Action item:
Repeat the data. Keep each line identical.

Data provided START

//! Tests for obtaining the domain and parsing selector overrides.

use std::io::Cursor;

use mail_auth_check::error_handling::InputError;
use mail_auth_check::input::{obtain_domain, parse_selectors, DomainSource, DOMAIN_PROMPT};
use mail_auth_check::normalize_domain;

#[test]
fn test_selector_override_trims_and_drops_empty_tokens() {
    assert_eq!(parse_selectors("sel1, sel2 ,"), vec!["sel1", "sel2"]);
}

#[test]
fn test_selector_override_single_value() {
    assert_eq!(parse_selectors("selector1"), vec!["selector1"]);
}

#[test]
fn test_selector_override_only_separators_falls_back() {
    assert_eq!(parse_selectors(",,,"), vec!["default", "google"]);
}

#[test]
fn test_prompt_reads_first_line_only() {
    let mut prompt = Vec::new();
    let domain = obtain_domain(
        DomainSource::Prompt,
        Cursor::new("first.example\nsecond.example\n"),
        &mut prompt,
    )
    .expect("Should read domain from prompt");
    assert_eq!(domain, "first.example");
    assert_eq!(String::from_utf8(prompt).unwrap(), DOMAIN_PROMPT);
}

#[test]
fn test_prompt_without_input_is_missing() {
    let err = obtain_domain(DomainSource::Prompt, Cursor::new(""), Vec::new()).unwrap_err();
    assert!(matches!(err, InputError::Missing));
    assert!(err.to_string().contains("-d/--domain"));
}

#[test]
fn test_flag_with_invalid_domain_is_rejected() {
    let err = obtain_domain(
        DomainSource::Flag("not a domain".to_string()),
        Cursor::new(""),
        Vec::new(),
    )
    .unwrap_err();
    assert!(matches!(err, InputError::Invalid { .. }));
}

#[test]
fn test_normalize_domain_from_url() {
    assert_eq!(
        normalize_domain("http://Mail.Example.org/").unwrap(),
        "mail.example.org"
    );
}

Data provided END

Output:
//! Tests for obtaining the domain and parsing selector overrides.

use std::io::Cursor;

use mail_auth_check::error_handling::InputError;
use mail_auth_check::input::{obtain_domain, parse_selectors, DomainSource, DOMAIN_PROMPT};
use mail_auth_check::normalize_domain;

#[test]
fn test_selector_override_trims_and_drops_empty_tokens() {
    assert_eq!(parse_selectors("sel1, sel2 ,"), vec!["sel1", "sel2"]);
}

#[test]
fn test_selector_override_single_value() {
    assert_eq!(parse_selectors("selector1"), vec!["selector1"]);
}

#[test]
fn test_selector_override_only_separators_falls_back() {
    assert_eq!(parse_selectors(",,,"), vec!["default", "google"]);
}

#[test]
fn test_prompt_reads_first_line_only() {
    let mut prompt = Vec::new();
    let domain = obtain_domain(
        DomainSource::Prompt,
        Cursor::new("first.example\nsecond.example\n"),
        &mut prompt,
    )
    .expect("Should read domain from prompt");
    assert_eq!(domain, "first.example");
    assert_eq!(String::from_utf8(prompt).unwrap(), DOMAIN_PROMPT);
}

#[test]
fn test_prompt_without_input_is_missing() {
    let err = obtain_domain(DomainSource::Prompt, Cursor::new(""), Vec::new()).unwrap_err();
    assert!(matches!(err, InputError::Missing));
    assert!(err.to_string().contains("-d/--domain"));
}

#[test]
fn test_flag_with_invalid_domain_is_rejected() {
    let err = obtain_domain(
        DomainSource::Flag("not a domain".to_string()),
        Cursor::new(""),
        Vec::new(),
    )
    .unwrap_err();
    assert!(matches!(err, InputError::Invalid { .. }));
}

#[test]
fn test_normalize_domain_from_url() {
    assert_eq!(
        normalize_domain("http://Mail.Example.org/").unwrap(),
        "mail.example.org"
    );
}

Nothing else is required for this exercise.